* _Data to use_
_ _ _ _ _

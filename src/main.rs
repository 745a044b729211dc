//! Sticky Todo Frontend Entry Point

mod api;
mod app;
mod auth;
mod board;
mod components;
mod config;
mod context;
mod error;
mod logging;
mod models;
mod presentation;
mod session;
mod store;

use app::App;
use leptos::prelude::*;

fn main() {
    console_error_panic_hook::set_once();
    logging::init();
    log::info!("[APP] Starting");
    mount_to_body(App);
}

_ _ _ _ _

* _What to work on_
What you return must match the listing exactly, with nothing missing.

* _Written answer_
filename src/main.rs
repository 745a044b729211dc
//! Sticky Todo Frontend Entry Point

mod api;
mod app;
mod auth;
mod board;
mod components;
mod config;
mod context;
mod error;
mod logging;
mod models;
mod presentation;
mod session;
mod store;

use app::App;
use leptos::prelude::*;

fn main() {
    console_error_panic_hook::set_once();
    logging::init();
    log::info!("[APP] Starting");
    mount_to_body(App);
}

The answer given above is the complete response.